Death is indeed terrible, the "ultimate enemy" of man (1 Cor. 16:26) which deprives us of communication with our loved ones, which causes the split between soul and body, so the body descends into the grave and the soul makes its own course, positive or negative. The Wise Sirach in the Old Testament writes: "O death, how bitter is the remembrance of thee to a man that liveth in peace with his possessions" (Sirach 41:1).

If for the daily problems that torment us our Panagia is our consolation and our hope, for the fear of death she becomes a bright beacon. It shows that in Christ death has been defeated, it is not a journey to nothingness, as those who do not believe say, but an encounter with Christ and the saints, is a "glorious repose", for which the angels rejoice, since for those who believe and live in Christ, it is an encounter with Him, it is a life beyond biological life.

And after the 15th of August, the celebration continues until the 23rd of August, when we solemnly celebrate the apodosis of the feast of the Dormition of the Theotokos, and we still extend it until the 31st of August when we celebrate the deposition of the Honorable Zoni of the Most Holy Theotokos, which is a reminder of her continuous protection in our life.

Thus, from the Supplicatory Canons of the first days of the Fifteenth of August, where we express to the Panagia all our daily pains, but also on today's day of her glorious Dormition, we learn in practice that death is satisfaction and joy, it is a simple sleep, that is, the night's sleep is a little death, and what we call death is a great sleep until the day of the resurrection of the bodies of all men. And we celebrate this until the last day of August.

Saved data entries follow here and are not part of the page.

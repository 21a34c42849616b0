pub mod commands;

use std::path::PathBuf;

use chrono::{DateTime, Utc};
use clap::{Args, Parser, Subcommand};

use crate::domain::{Filter, SortDirection, SortOrder};

#[derive(Parser)]
#[command(name = "rivulet-store")]
#[command(about = "Inspect and maintain the rivulet entry store", long_about = None)]
pub struct Cli {
    /// Config file (default: ~/.config/rivulet/config.toml)
    #[arg(long, global = true)]
    pub config: Option<PathBuf>,

    /// Database file, overriding the config
    #[arg(long, global = true)]
    pub db: Option<PathBuf>,

    /// Use a throwaway in-memory store
    #[arg(long, global = true, conflicts_with = "db")]
    pub ephemeral: bool,

    #[command(subcommand)]
    pub command: Commands,
}

#[derive(Subcommand)]
pub enum Commands {
    /// Show schema version and record counts
    Status,
    /// Print the feed tree
    Feeds,
    /// Replace the feed list with the feeds in a JSON file
    ImportFeeds {
        /// Path to a JSON array of feeds
        path: PathBuf,
    },
    /// List stored entry ids
    Entries,
    /// Run a filtered query
    Query(QueryArgs),
    /// Delete entries and their revisions
    Delete {
        /// Entry ids
        #[arg(required = true)]
        ids: Vec<i64>,
    },
    /// Remove every entry and revision
    Clear,
}

#[derive(Args, Debug, Default)]
pub struct QueryArgs {
    /// Restrict to these feeds (repeatable)
    #[arg(long = "feed")]
    pub feeds: Vec<i64>,

    /// Restrict to everything below these folders (repeatable)
    #[arg(long = "folder")]
    pub folders: Vec<i64>,

    /// Match entries carrying any of these tags (repeatable)
    #[arg(long = "tag")]
    pub tags: Vec<String>,

    #[arg(long)]
    pub read: Option<bool>,

    #[arg(long)]
    pub starred: Option<bool>,

    #[arg(long)]
    pub deleted: Option<bool>,

    #[arg(long)]
    pub search: Option<String>,

    /// Oldest entry date, RFC 3339
    #[arg(long)]
    pub since: Option<DateTime<Utc>>,

    /// Newest entry date, RFC 3339
    #[arg(long)]
    pub until: Option<DateTime<Utc>>,

    #[arg(long)]
    pub include_hidden: bool,

    #[arg(long)]
    pub include_omitted: bool,

    /// date, title, author or feed (only date is supported)
    #[arg(long, default_value = "date", value_parser = parse_sort)]
    pub sort: SortOrder,

    #[arg(long)]
    pub ascending: bool,

    #[arg(long)]
    pub limit: Option<u64>,

    #[arg(long, default_value_t = 0)]
    pub offset: u64,

    /// Print only the number of matches
    #[arg(long)]
    pub count: bool,
}

fn parse_sort(s: &str) -> Result<SortOrder, String> {
    s.parse().map_err(|e: crate::app::StoreError| e.to_string())
}

fn non_empty<T: Clone>(values: &[T]) -> Option<Vec<T>> {
    if values.is_empty() {
        None
    } else {
        Some(values.to_vec())
    }
}

impl QueryArgs {
    pub fn to_filter(&self) -> Filter {
        Filter {
            feeds: non_empty(&self.feeds),
            folders: non_empty(&self.folders),
            tags: non_empty(&self.tags),
            read: self.read,
            starred: self.starred,
            deleted: self.deleted,
            search: self.search.clone(),
            date_from: self.since,
            date_to: self.until,
            include_hidden: self.include_hidden,
            include_omitted: self.include_omitted,
            sort_order: self.sort,
            sort_direction: if self.ascending {
                SortDirection::Ascending
            } else {
                SortDirection::Descending
            },
            limit: self.limit,
            offset: self.offset,
        }
    }
}

#[cfg(test)]
mod tests {
    use super::*;

    #[test]
    fn test_query_args_to_filter() {
        let cli = Cli::try_parse_from([
            "rivulet-store",
            "query",
            "--feed",
            "1",
            "--feed",
            "2",
            "--read",
            "false",
            "--tag",
            "rust",
            "--since",
            "2024-01-01T00:00:00Z",
            "--limit",
            "10",
            "--offset",
            "5",
        ])
        .unwrap();

        let Commands::Query(args) = cli.command else {
            panic!("expected query command");
        };
        let filter = args.to_filter();

        assert_eq!(filter.feeds, Some(vec![1, 2]));
        assert_eq!(filter.folders, None);
        assert_eq!(filter.tags, Some(vec!["rust".to_string()]));
        assert_eq!(filter.read, Some(false));
        assert_eq!(filter.starred, None);
        assert_eq!(filter.date_from.unwrap().timestamp(), 1_704_067_200);
        assert_eq!(filter.limit, Some(10));
        assert_eq!(filter.offset, 5);
        assert_eq!(filter.sort_order, SortOrder::Date);
        assert_eq!(filter.sort_direction, SortDirection::Descending);
    }

    #[test]
    fn test_sort_and_direction_flags() {
        let cli =
            Cli::try_parse_from(["rivulet-store", "query", "--sort", "title", "--ascending"])
                .unwrap();
        let Commands::Query(args) = cli.command else {
            panic!("expected query command");
        };
        let filter = args.to_filter();
        assert_eq!(filter.sort_order, SortOrder::Title);
        assert_eq!(filter.sort_direction, SortDirection::Ascending);

        assert!(Cli::try_parse_from(["rivulet-store", "query", "--sort", "random"]).is_err());
    }

    #[test]
    fn test_global_flags() {
        let cli = Cli::try_parse_from(["rivulet-store", "status", "--ephemeral"]).unwrap();
        assert!(cli.ephemeral);
        assert!(matches!(cli.command, Commands::Status));

        assert!(
            Cli::try_parse_from(["rivulet-store", "--ephemeral", "--db", "x.db", "status"])
                .is_err()
        );
        assert!(Cli::try_parse_from(["rivulet-store", "delete"]).is_err());
    }
}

However, we must not forget that on August 6th, the days leading up to it, and the days that follow until August 13th, we celebrate the great event of the Transfiguration of Christ and the Church shows us who defeated death, sin and devil, who gave the Panagia this great glory, who is the source of our life and salvation. This is Jesus Christ.

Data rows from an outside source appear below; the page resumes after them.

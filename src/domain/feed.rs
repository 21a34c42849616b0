use serde::{Deserialize, Serialize};

/// A subscribed feed or a folder grouping other feeds.
///
/// Folders are ordinary feed records that other feeds name as their `parent`.
#[derive(Debug, Clone, PartialEq, Eq, Default, Serialize, Deserialize)]
#[serde(default, rename_all = "camelCase")]
pub struct Feed {
    /// `0` until the store assigns an id on save.
    #[serde(rename = "feedID")]
    pub id: i64,
    pub title: Option<String>,
    pub url: Option<String>,
    pub parent: Option<i64>,
    pub hidden: bool,
    pub omit_in_unread: bool,
    pub favicon: Option<String>,
}

impl Feed {
    pub fn new(url: String) -> Self {
        Self {
            url: Some(url),
            ..Default::default()
        }
    }

    pub fn folder(title: &str) -> Self {
        Self {
            title: Some(title.to_string()),
            ..Default::default()
        }
    }

    pub fn with_parent(mut self, parent: i64) -> Self {
        self.parent = Some(parent);
        self
    }

    pub fn display_title(&self) -> &str {
        self.title
            .as_deref()
            .or(self.url.as_deref())
            .unwrap_or("(Untitled)")
    }

    /// Backup form: no favicon payload and no null-valued fields.
    pub fn minimized(&self) -> MinimizedFeed<'_> {
        MinimizedFeed {
            id: self.id,
            title: self.title.as_deref(),
            url: self.url.as_deref(),
            parent: self.parent,
            hidden: self.hidden,
            omit_in_unread: self.omit_in_unread,
        }
    }
}

#[derive(Debug, Serialize)]
#[serde(rename_all = "camelCase")]
pub struct MinimizedFeed<'a> {
    #[serde(rename = "feedID")]
    pub id: i64,
    #[serde(skip_serializing_if = "Option::is_none")]
    pub title: Option<&'a str>,
    #[serde(skip_serializing_if = "Option::is_none")]
    pub url: Option<&'a str>,
    #[serde(skip_serializing_if = "Option::is_none")]
    pub parent: Option<i64>,
    pub hidden: bool,
    pub omit_in_unread: bool,
}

On the feast of the Transfiguration of Christ we see the purpose of man's existence, which is for man to go from "in the image" to attain "according to the likeness", we see the glorious Light of Christ's divinity, the glory of the Panagia and our deification. The face of Christ on Mount Tabor shone like the sun and His clothes became white like the Light, which shows that, when we unite with Christ, our whole existence shines and all the senses become white, light-bearing.

This means that for the Church, the month of August, with the feast of the Transfiguration of Christ and the feast of the Dormition of the Theotokos, clearly shows the redemptive work of Christ, and the essential offering to it of the Lady Theotokos. Christ and the Panagia are united and show the overcoming of sin and death, the victory of eternal life over the mortality and passions of man. Blessed is this month, because in the flame of Summer it shows us the recreation of eternal life.

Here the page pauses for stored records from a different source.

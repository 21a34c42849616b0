use rusqlite::{params_from_iter, Connection};
use tracing::debug;

use crate::app::Result;
use crate::domain::Entry;
use crate::query::compile::{KeyRange, Plan};
use crate::store::entries::{entry_from_row, ENTRY_COLUMNS};

fn scan_sql(range: &KeyRange) -> (String, Vec<i64>) {
    let mut sql = format!("SELECT {} FROM entries", ENTRY_COLUMNS);
    let mut keys = Vec::new();

    if let Some(deleted) = range.deleted {
        sql.push_str(" WHERE deleted = ?");
        keys.push(deleted);
        if let Some(read) = range.read {
            sql.push_str(" AND read = ?");
            keys.push(read);
        }
    }
    sql.push_str(" ORDER BY date DESC, id DESC");

    (sql, keys)
}

/// Walk entries newest first, handing every row that passes the plan's
/// predicate and pagination window to `visit`.
///
/// Rows failing the predicate consume nothing. Passing rows first use up
/// the offset and then count toward the limit. The cursor is not advanced
/// past the last row the limit admits.
pub(crate) fn scan<F>(conn: &Connection, plan: &Plan, mut visit: F) -> Result<()>
where
    F: FnMut(Entry),
{
    let mut offset = plan.offset;
    let mut limit = plan.limit;
    if limit == Some(0) {
        return Ok(());
    }

    let (sql, keys) = scan_sql(&plan.range);
    let mut stmt = conn.prepare(&sql)?;
    let mut rows = stmt.query(params_from_iter(keys.iter()))?;

    let mut scanned = 0u64;
    let mut matched = 0u64;
    while let Some(row) = rows.next()? {
        scanned += 1;
        let entry = entry_from_row(row)?;
        if !plan.predicate.matches(&entry) {
            continue;
        }
        if offset > 0 {
            offset -= 1;
            continue;
        }

        matched += 1;
        visit(entry);

        if let Some(remaining) = limit.as_mut() {
            *remaining -= 1;
            if *remaining == 0 {
                break;
            }
        }
    }

    debug!(index = plan.index.name(), scanned, matched, "Scanned entries");
    Ok(())
}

We understand, therefore, that these days are not only offered for a physical rest, for a change of impressions and daily lifestyle, but they show the high purpose of the Christian life, the high meaning of human life, that all difficulties and temptations, diseases and death are overcome in Christ.

With this resurrection theology of the feasts, of the Transfiguration of Christ and the Dormition of the Most Holy Theotokos, which is our faith and our life, our hope and our endurance, I wish you many years and that you have spiritual inspiration. We must live inspired much more than poets and artists live, we must be possessed by the inspiration of "the other life" and thus overcome the pain and fear of death.